Rock and roll music is going to come back, and it’s going to come back with a big bang, similar to the 1980’s, when bands like Van Halen first hit the scene. I’m a regular listener to Eddie Trunk, and he recently interviewed a band named Greta Van Fleet. Greta Van Fleet is a band from out of Michigan, and sound ‘strikingly similar’ to Led Zepplin, particularly in terms of the all around tempos, guitar parts, drums and eerie vocals. In other words, they’re a blatant copycat. A few weeks back, I started seeing little postings from angry Gen-Xers on Twitter, condemning this Robert Plant lookalike, uploading comparison photos of Robert Plant and Josh Kiszka, the singer of Greta Van Fleet. The photos featured a shot of Kiszka next to some of the iconic pictures of Plant from the ’70s. However, Kiszka, doesn’t necessarily look like Plant; he has short hair, and his clothes are more modern.
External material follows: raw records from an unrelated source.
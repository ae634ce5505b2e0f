//! archon-core: task records, the file-backed store, completion tokens,
//! and the service that ties them together.

pub mod error;
pub mod service;
pub mod store;
pub mod task;
pub mod token;

pub use error::{ServiceError, StoreError, TokenError, ValidationError};
pub use service::TaskService;
pub use store::FileTaskStore;
pub use task::{Priority, Task};
pub use token::TokenAuthority;
//! Task model for the Archon orchestration toolkit.
//!
//! Note: we keep this small + serializable. Storage lives in `store`; the
//! lifecycle rules (validation, completion) live in `service`.

use base64::Engine;
use base64::engine::general_purpose::URL_SAFE_NO_PAD;
use chrono::{DateTime, Utc};
use rand::RngCore;
use rand::rngs::OsRng;
use serde::{Deserialize, Serialize};
use std::fmt;
use std::str::FromStr;

use crate::error::ValidationError;

#[derive(Debug, Clone, Copy, PartialEq, Eq, PartialOrd, Ord, Serialize, Deserialize)]
#[serde(rename_all = "lowercase")]
pub enum Priority {
    Low,
    Medium,
    High,
}

impl FromStr for Priority {
    type Err = ValidationError;

    fn from_str(s: &str) -> Result<Self, Self::Err> {
        match s.trim().to_ascii_lowercase().as_str() {
            "low" => Ok(Priority::Low),
            "medium" => Ok(Priority::Medium),
            "high" => Ok(Priority::High),
            _ => Err(ValidationError::Priority {
                value: s.to_string(),
            }),
        }
    }
}

impl fmt::Display for Priority {
    fn fmt(&self, f: &mut fmt::Formatter<'_>) -> fmt::Result {
        let s = match self {
            Priority::Low => "low",
            Priority::Medium => "medium",
            Priority::High => "high",
        };
        f.write_str(s)
    }
}

/// 12 random bytes, URL-safe base64. Collisions are negligible; uniqueness
/// is not enforced across processes.
pub fn new_identifier() -> String {
    let mut bytes = [0u8; 12];
    OsRng.fill_bytes(&mut bytes);
    URL_SAFE_NO_PAD.encode(bytes)
}

/// One unit of trackable work, lifecycle open -> completed.
///
/// `completed_at` and `completion_token` are set together through
/// [`Task::mark_completed`] — never one without the other.
#[derive(Debug, Clone, PartialEq, Serialize, Deserialize)]
pub struct Task {
    pub identifier: String,
    pub title: String,
    pub owner: String,
    pub priority: Priority,
    #[serde(default)]
    pub description: String,
    pub created_at: DateTime<Utc>,
    #[serde(default)]
    pub completed_at: Option<DateTime<Utc>>,
    #[serde(default)]
    pub completion_token: Option<String>,
}

impl Task {
    pub fn new(title: impl Into<String>, owner: impl Into<String>, priority: Priority) -> Self {
        Self {
            identifier: new_identifier(),
            title: title.into(),
            owner: owner.into(),
            priority,
            description: String::new(),
            created_at: Utc::now(),
            completed_at: None,
            completion_token: None,
        }
    }

    pub fn with_description(mut self, description: impl Into<String>) -> Self {
        self.description = description.into();
        self
    }

    pub fn is_completed(&self) -> bool {
        self.completed_at.is_some()
    }

    /// Records the completion event. Both fields flip in one step so a task
    /// can never carry a token without a timestamp (or vice versa).
    pub fn mark_completed(&mut self, token: String, at: DateTime<Utc>) {
        self.completed_at = Some(at);
        self.completion_token = Some(token);
    }
}

#[cfg(test)]
mod tests {
    use super::*;

    #[test]
    fn test_priority_parses_case_insensitively() {
        assert_eq!("low".parse::<Priority>().unwrap(), Priority::Low);
        assert_eq!("HIGH".parse::<Priority>().unwrap(), Priority::High);
        assert_eq!(" Medium ".parse::<Priority>().unwrap(), Priority::Medium);
    }

    #[test]
    fn test_priority_rejects_unknown_levels() {
        let err = "urgent".parse::<Priority>().unwrap_err();
        assert!(matches!(err, ValidationError::Priority { .. }));
    }

    #[test]
    fn test_identifiers_are_unique_and_ascii() {
        let a = new_identifier();
        let b = new_identifier();
        assert_ne!(a, b);
        assert_eq!(a.len(), 16); // 12 bytes, unpadded base64
        assert!(a.chars().all(|c| c.is_ascii_alphanumeric() || c == '-' || c == '_'));
    }

    #[test]
    fn test_task_json_round_trip() {
        let mut task = Task::new("Demo", "QA", Priority::High).with_description("spin it up");
        task.mark_completed("tok".to_string(), Utc::now());

        let json = serde_json::to_string(&task).unwrap();
        let back: Task = serde_json::from_str(&json).unwrap();
        assert_eq!(task, back);
    }

    #[test]
    fn test_task_json_shape() {
        let task = Task::new("Demo", "QA", Priority::Low);
        let value = serde_json::to_value(&task).unwrap();
        assert_eq!(value["priority"], "low");
        assert_eq!(value["description"], "");
        assert!(value["completed_at"].is_null());
        assert!(value["completion_token"].is_null());
    }

    #[test]
    fn test_mark_completed_sets_both_fields() {
        let mut task = Task::new("Demo", "QA", Priority::Medium);
        assert!(!task.is_completed());
        let at = Utc::now();
        task.mark_completed("tok".to_string(), at);
        assert_eq!(task.completed_at, Some(at));
        assert_eq!(task.completion_token.as_deref(), Some("tok"));
    }
}
//! File-backed task store.
//!
//! One JSON array in one file, every operation a whole-file
//! read-modify-write under a single in-process mutex. Safe for
//! multi-threaded use within one process; nothing guards against other
//! processes writing the same path (documented scope boundary, not a bug).
//!
//! Writes land in a temp file first and are renamed into place, so a crash
//! mid-write cannot leave the store truncated.

use std::fs;
use std::path::{Path, PathBuf};
use std::sync::{Mutex, MutexGuard, PoisonError};

use crate::error::StoreError;
use crate::task::Task;

pub struct FileTaskStore {
    inner: Mutex<StoreInner>,
}

struct StoreInner {
    path: PathBuf,
}

impl FileTaskStore {
    /// Opens (or initializes) the store at `path`. Parent directories are
    /// created as needed; a missing file starts as an empty array.
    pub fn open(path: impl Into<PathBuf>) -> Result<Self, StoreError> {
        let path = path.into();
        if let Some(parent) = path.parent() {
            if !parent.as_os_str().is_empty() {
                fs::create_dir_all(parent).map_err(|source| StoreError::Io {
                    path: path.clone(),
                    source,
                })?;
            }
        }
        if !path.exists() {
            write_atomic(&path, "[]")?;
        }
        Ok(Self {
            inner: Mutex::new(StoreInner { path }),
        })
    }

    fn lock(&self) -> MutexGuard<'_, StoreInner> {
        // The guarded state is just a path; a panic elsewhere cannot leave
        // it inconsistent, so poisoning is recoverable.
        self.inner.lock().unwrap_or_else(PoisonError::into_inner)
    }

    /// All records in on-disk order (not guaranteed sorted).
    pub fn list(&self) -> Result<Vec<Task>, StoreError> {
        self.lock().read()
    }

    pub fn get(&self, identifier: &str) -> Result<Task, StoreError> {
        self.lock()
            .read()?
            .into_iter()
            .find(|t| t.identifier == identifier)
            .ok_or_else(|| StoreError::NotFound(identifier.to_string()))
    }

    /// Upsert: any existing record with the same identifier is replaced.
    pub fn save(&self, task: Task) -> Result<Task, StoreError> {
        let inner = self.lock();
        let mut tasks = inner.read()?;
        tasks.retain(|t| t.identifier != task.identifier);
        tasks.push(task.clone());
        inner.write(&tasks)?;
        Ok(task)
    }

    /// No-op (not an error) when the identifier is absent.
    pub fn delete(&self, identifier: &str) -> Result<(), StoreError> {
        let inner = self.lock();
        let mut tasks = inner.read()?;
        tasks.retain(|t| t.identifier != identifier);
        inner.write(&tasks)
    }

    /// Discards the current collection and writes `tasks` verbatim.
    pub fn replace_all(&self, tasks: &[Task]) -> Result<(), StoreError> {
        self.lock().write(tasks)
    }

    /// Empties the file. Callers wanting a removal count take it from
    /// `list()` beforehand.
    pub fn purge(&self) -> Result<(), StoreError> {
        self.lock().write(&[])
    }
}

impl StoreInner {
    fn read(&self) -> Result<Vec<Task>, StoreError> {
        let raw = fs::read_to_string(&self.path).map_err(|source| StoreError::Io {
            path: self.path.clone(),
            source,
        })?;
        if raw.trim().is_empty() {
            return Ok(Vec::new());
        }
        serde_json::from_str(&raw).map_err(|source| StoreError::Corrupt {
            path: self.path.clone(),
            source,
        })
    }

    fn write(&self, tasks: &[Task]) -> Result<(), StoreError> {
        let json = serde_json::to_string_pretty(tasks).map_err(|source| StoreError::Corrupt {
            path: self.path.clone(),
            source,
        })?;
        write_atomic(&self.path, &json)?;
        tracing::debug!(path = %self.path.display(), count = tasks.len(), "wrote task store");
        Ok(())
    }
}

fn write_atomic(path: &Path, contents: &str) -> Result<(), StoreError> {
    let tmp = path.with_extension("json.tmp");
    fs::write(&tmp, contents).map_err(|source| StoreError::Io {
        path: tmp.clone(),
        source,
    })?;
    fs::rename(&tmp, path).map_err(|source| StoreError::Io {
        path: path.to_path_buf(),
        source,
    })
}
But it’s obvious what these guys are doing.
Now, I see absolutely nothing wrong with this, because the guys from Led Zepplin are beyond retirement age, and I want to see rock and roll continue into the next age, and Led Zepplin is a great template. I’m thinking of the retro/reissue of products and how successful they are. You can’t argue with a perfect formula. Also, I listened to their interview with Eddie, and they never deny that they copy Led Zepplin, so it’s obvious that these guys have a pulse on what’s around the corner. Not only that, but this band plays VERY well, and I must say, I was captivated by them. It was such a familiar feeling when I pulled up their website, and saw the album cover, which features a very ’70s looking design.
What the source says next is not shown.